## Record extracts
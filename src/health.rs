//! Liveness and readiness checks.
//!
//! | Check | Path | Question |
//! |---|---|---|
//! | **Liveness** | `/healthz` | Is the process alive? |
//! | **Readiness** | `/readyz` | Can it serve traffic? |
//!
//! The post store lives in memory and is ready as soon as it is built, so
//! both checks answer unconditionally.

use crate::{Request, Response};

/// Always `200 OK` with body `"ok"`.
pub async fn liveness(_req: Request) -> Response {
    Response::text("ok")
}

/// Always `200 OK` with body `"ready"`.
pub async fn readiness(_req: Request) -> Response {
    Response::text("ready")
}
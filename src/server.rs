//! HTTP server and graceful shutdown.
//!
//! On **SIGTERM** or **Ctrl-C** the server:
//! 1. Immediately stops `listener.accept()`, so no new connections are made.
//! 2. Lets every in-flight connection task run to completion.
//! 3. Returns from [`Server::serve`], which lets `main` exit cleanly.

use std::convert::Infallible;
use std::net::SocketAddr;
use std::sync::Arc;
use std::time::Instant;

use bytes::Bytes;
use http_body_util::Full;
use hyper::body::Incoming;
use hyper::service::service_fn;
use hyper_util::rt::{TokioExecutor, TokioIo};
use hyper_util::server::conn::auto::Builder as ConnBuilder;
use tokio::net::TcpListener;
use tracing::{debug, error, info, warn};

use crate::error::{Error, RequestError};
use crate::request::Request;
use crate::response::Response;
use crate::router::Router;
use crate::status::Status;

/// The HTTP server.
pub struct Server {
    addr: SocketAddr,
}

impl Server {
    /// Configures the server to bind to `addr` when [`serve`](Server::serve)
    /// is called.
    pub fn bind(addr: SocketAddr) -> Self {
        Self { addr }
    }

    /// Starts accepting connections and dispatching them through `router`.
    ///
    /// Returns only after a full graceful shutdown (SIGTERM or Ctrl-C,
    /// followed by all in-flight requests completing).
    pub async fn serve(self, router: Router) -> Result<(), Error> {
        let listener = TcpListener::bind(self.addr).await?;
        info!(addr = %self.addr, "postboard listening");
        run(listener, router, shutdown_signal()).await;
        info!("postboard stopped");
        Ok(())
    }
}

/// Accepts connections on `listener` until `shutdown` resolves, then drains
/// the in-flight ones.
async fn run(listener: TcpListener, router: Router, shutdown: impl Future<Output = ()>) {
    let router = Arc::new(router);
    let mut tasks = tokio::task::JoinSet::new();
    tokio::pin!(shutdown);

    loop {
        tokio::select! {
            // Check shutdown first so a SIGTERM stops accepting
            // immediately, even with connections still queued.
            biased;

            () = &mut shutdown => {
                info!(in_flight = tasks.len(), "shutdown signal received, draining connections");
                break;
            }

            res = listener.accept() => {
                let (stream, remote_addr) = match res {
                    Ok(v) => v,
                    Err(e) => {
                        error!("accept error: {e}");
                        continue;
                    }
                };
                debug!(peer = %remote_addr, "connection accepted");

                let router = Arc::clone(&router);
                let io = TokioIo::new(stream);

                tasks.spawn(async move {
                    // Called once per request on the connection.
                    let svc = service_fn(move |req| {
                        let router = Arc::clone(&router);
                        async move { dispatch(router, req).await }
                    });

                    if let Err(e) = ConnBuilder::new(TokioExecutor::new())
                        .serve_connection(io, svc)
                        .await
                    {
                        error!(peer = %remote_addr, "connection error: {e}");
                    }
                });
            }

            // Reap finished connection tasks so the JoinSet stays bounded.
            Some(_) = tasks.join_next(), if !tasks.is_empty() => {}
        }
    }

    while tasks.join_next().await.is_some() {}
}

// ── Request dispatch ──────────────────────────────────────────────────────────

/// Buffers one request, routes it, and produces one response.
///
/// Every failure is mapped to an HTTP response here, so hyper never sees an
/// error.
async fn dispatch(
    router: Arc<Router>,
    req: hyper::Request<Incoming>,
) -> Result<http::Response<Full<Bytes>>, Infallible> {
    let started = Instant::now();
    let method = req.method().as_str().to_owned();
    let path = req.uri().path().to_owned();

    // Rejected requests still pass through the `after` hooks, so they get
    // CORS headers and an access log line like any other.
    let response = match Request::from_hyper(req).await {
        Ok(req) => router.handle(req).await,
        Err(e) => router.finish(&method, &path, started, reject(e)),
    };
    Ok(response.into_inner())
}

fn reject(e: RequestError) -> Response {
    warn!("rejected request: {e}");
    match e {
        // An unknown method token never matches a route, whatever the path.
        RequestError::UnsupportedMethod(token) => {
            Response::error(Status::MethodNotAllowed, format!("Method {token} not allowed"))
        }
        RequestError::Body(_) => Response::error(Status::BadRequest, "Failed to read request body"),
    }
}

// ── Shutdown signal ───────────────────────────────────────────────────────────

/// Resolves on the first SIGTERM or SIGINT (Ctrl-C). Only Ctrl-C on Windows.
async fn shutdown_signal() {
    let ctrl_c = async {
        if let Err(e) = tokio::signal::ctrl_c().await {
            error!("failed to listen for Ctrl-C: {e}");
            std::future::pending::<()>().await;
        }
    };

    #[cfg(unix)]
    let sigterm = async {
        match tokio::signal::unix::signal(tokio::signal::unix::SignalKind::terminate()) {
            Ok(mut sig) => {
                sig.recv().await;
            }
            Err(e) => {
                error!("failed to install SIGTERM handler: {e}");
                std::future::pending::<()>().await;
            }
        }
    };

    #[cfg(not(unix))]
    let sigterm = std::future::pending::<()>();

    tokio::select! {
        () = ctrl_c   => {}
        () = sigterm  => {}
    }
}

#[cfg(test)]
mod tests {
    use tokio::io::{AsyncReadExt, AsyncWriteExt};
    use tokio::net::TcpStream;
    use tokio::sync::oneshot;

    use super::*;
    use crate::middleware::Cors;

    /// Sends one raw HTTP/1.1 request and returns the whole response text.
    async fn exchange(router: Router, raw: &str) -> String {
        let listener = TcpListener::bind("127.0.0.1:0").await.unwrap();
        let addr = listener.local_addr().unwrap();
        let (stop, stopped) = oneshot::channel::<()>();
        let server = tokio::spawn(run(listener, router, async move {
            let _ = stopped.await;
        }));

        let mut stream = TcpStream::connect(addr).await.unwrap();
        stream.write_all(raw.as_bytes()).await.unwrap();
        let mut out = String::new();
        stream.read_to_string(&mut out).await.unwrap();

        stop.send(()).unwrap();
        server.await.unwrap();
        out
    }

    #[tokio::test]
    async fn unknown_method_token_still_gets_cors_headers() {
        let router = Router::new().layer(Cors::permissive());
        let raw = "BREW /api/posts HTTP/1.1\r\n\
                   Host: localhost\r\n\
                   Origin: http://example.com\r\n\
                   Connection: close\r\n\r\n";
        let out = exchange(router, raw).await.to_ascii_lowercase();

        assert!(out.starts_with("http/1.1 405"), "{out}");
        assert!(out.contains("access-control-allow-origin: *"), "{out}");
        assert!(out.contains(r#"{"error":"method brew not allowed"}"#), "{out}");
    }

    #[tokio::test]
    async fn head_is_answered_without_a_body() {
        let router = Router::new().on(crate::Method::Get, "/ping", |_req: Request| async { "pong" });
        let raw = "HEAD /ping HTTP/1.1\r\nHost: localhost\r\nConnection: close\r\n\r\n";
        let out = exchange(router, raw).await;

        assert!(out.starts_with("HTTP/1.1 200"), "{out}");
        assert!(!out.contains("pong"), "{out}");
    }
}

## Exercise aim
Down to the final line, write out all of the material exactly.

## Answer to the exercise
filename src/health.rs
//! Liveness and readiness checks.
//!
//! | Check | Path | Question |
//! |---|---|---|
//! | **Liveness** | `/healthz` | Is the process alive? |
//! | **Readiness** | `/readyz` | Can it serve traffic? |
//!
//! The post store lives in memory and is ready as soon as it is built, so
//! both checks answer unconditionally.

use crate::{Request, Response};

/// Always `200 OK` with body `"ok"`.
pub async fn liveness(_req: Request) -> Response {
    Response::text("ok")
}

/// Always `200 OK` with body `"ready"`.
pub async fn readiness(_req: Request) -> Response {
    Response::text("ready")
}
filename src/server.rs
//! HTTP server and graceful shutdown.
//!
//! On **SIGTERM** or **Ctrl-C** the server:
//! 1. Immediately stops `listener.accept()`, so no new connections are made.
//! 2. Lets every in-flight connection task run to completion.
//! 3. Returns from [`Server::serve`], which lets `main` exit cleanly.

use std::convert::Infallible;
use std::net::SocketAddr;
use std::sync::Arc;
use std::time::Instant;

use bytes::Bytes;
use http_body_util::Full;
use hyper::body::Incoming;
use hyper::service::service_fn;
use hyper_util::rt::{TokioExecutor, TokioIo};
use hyper_util::server::conn::auto::Builder as ConnBuilder;
use tokio::net::TcpListener;
use tracing::{debug, error, info, warn};

use crate::error::{Error, RequestError};
use crate::request::Request;
use crate::response::Response;
use crate::router::Router;
use crate::status::Status;

/// The HTTP server.
pub struct Server {
    addr: SocketAddr,
}

impl Server {
    /// Configures the server to bind to `addr` when [`serve`](Server::serve)
    /// is called.
    pub fn bind(addr: SocketAddr) -> Self {
        Self { addr }
    }

    /// Starts accepting connections and dispatching them through `router`.
    ///
    /// Returns only after a full graceful shutdown (SIGTERM or Ctrl-C,
    /// followed by all in-flight requests completing).
    pub async fn serve(self, router: Router) -> Result<(), Error> {
        let listener = TcpListener::bind(self.addr).await?;
        info!(addr = %self.addr, "postboard listening");
        run(listener, router, shutdown_signal()).await;
        info!("postboard stopped");
        Ok(())
    }
}

/// Accepts connections on `listener` until `shutdown` resolves, then drains
/// the in-flight ones.
async fn run(listener: TcpListener, router: Router, shutdown: impl Future<Output = ()>) {
    let router = Arc::new(router);
    let mut tasks = tokio::task::JoinSet::new();
    tokio::pin!(shutdown);

    loop {
        tokio::select! {
            // Check shutdown first so a SIGTERM stops accepting
            // immediately, even with connections still queued.
            biased;

            () = &mut shutdown => {
                info!(in_flight = tasks.len(), "shutdown signal received, draining connections");
                break;
            }

            res = listener.accept() => {
                let (stream, remote_addr) = match res {
                    Ok(v) => v,
                    Err(e) => {
                        error!("accept error: {e}");
                        continue;
                    }
                };
                debug!(peer = %remote_addr, "connection accepted");

                let router = Arc::clone(&router);
                let io = TokioIo::new(stream);

                tasks.spawn(async move {
                    // Called once per request on the connection.
                    let svc = service_fn(move |req| {
                        let router = Arc::clone(&router);
                        async move { dispatch(router, req).await }
                    });

                    if let Err(e) = ConnBuilder::new(TokioExecutor::new())
                        .serve_connection(io, svc)
                        .await
                    {
                        error!(peer = %remote_addr, "connection error: {e}");
                    }
                });
            }

            // Reap finished connection tasks so the JoinSet stays bounded.
            Some(_) = tasks.join_next(), if !tasks.is_empty() => {}
        }
    }

    while tasks.join_next().await.is_some() {}
}

// ── Request dispatch ──────────────────────────────────────────────────────────

/// Buffers one request, routes it, and produces one response.
///
/// Every failure is mapped to an HTTP response here, so hyper never sees an
/// error.
async fn dispatch(
    router: Arc<Router>,
    req: hyper::Request<Incoming>,
) -> Result<http::Response<Full<Bytes>>, Infallible> {
    let started = Instant::now();
    let method = req.method().as_str().to_owned();
    let path = req.uri().path().to_owned();

    // Rejected requests still pass through the `after` hooks, so they get
    // CORS headers and an access log line like any other.
    let response = match Request::from_hyper(req).await {
        Ok(req) => router.handle(req).await,
        Err(e) => router.finish(&method, &path, started, reject(e)),
    };
    Ok(response.into_inner())
}

fn reject(e: RequestError) -> Response {
    warn!("rejected request: {e}");
    match e {
        // An unknown method token never matches a route, whatever the path.
        RequestError::UnsupportedMethod(token) => {
            Response::error(Status::MethodNotAllowed, format!("Method {token} not allowed"))
        }
        RequestError::Body(_) => Response::error(Status::BadRequest, "Failed to read request body"),
    }
}

// ── Shutdown signal ───────────────────────────────────────────────────────────

/// Resolves on the first SIGTERM or SIGINT (Ctrl-C). Only Ctrl-C on Windows.
async fn shutdown_signal() {
    let ctrl_c = async {
        if let Err(e) = tokio::signal::ctrl_c().await {
            error!("failed to listen for Ctrl-C: {e}");
            std::future::pending::<()>().await;
        }
    };

    #[cfg(unix)]
    let sigterm = async {
        match tokio::signal::unix::signal(tokio::signal::unix::SignalKind::terminate()) {
            Ok(mut sig) => {
                sig.recv().await;
            }
            Err(e) => {
                error!("failed to install SIGTERM handler: {e}");
                std::future::pending::<()>().await;
            }
        }
    };

    #[cfg(not(unix))]
    let sigterm = std::future::pending::<()>();

    tokio::select! {
        () = ctrl_c   => {}
        () = sigterm  => {}
    }
}

#[cfg(test)]
mod tests {
    use tokio::io::{AsyncReadExt, AsyncWriteExt};
    use tokio::net::TcpStream;
    use tokio::sync::oneshot;

    use super::*;
    use crate::middleware::Cors;

    /// Sends one raw HTTP/1.1 request and returns the whole response text.
    async fn exchange(router: Router, raw: &str) -> String {
        let listener = TcpListener::bind("127.0.0.1:0").await.unwrap();
        let addr = listener.local_addr().unwrap();
        let (stop, stopped) = oneshot::channel::<()>();
        let server = tokio::spawn(run(listener, router, async move {
            let _ = stopped.await;
        }));

        let mut stream = TcpStream::connect(addr).await.unwrap();
        stream.write_all(raw.as_bytes()).await.unwrap();
        let mut out = String::new();
        stream.read_to_string(&mut out).await.unwrap();

        stop.send(()).unwrap();
        server.await.unwrap();
        out
    }

    #[tokio::test]
    async fn unknown_method_token_still_gets_cors_headers() {
        let router = Router::new().layer(Cors::permissive());
        let raw = "BREW /api/posts HTTP/1.1\r\n\
                   Host: localhost\r\n\
                   Origin: http://example.com\r\n\
                   Connection: close\r\n\r\n";
        let out = exchange(router, raw).await.to_ascii_lowercase();

        assert!(out.starts_with("http/1.1 405"), "{out}");
        assert!(out.contains("access-control-allow-origin: *"), "{out}");
        assert!(out.contains(r#"{"error":"method brew not allowed"}"#), "{out}");
    }

    #[tokio::test]
    async fn head_is_answered_without_a_body() {
        let router = Router::new().on(crate::Method::Get, "/ping", |_req: Request| async { "pong" });
        let raw = "HEAD /ping HTTP/1.1\r\nHost: localhost\r\nConnection: close\r\n\r\n";
        let out = exchange(router, raw).await;

        assert!(out.starts_with("HTTP/1.1 200"), "{out}");
        assert!(!out.contains("pong"), "{out}");
    }
}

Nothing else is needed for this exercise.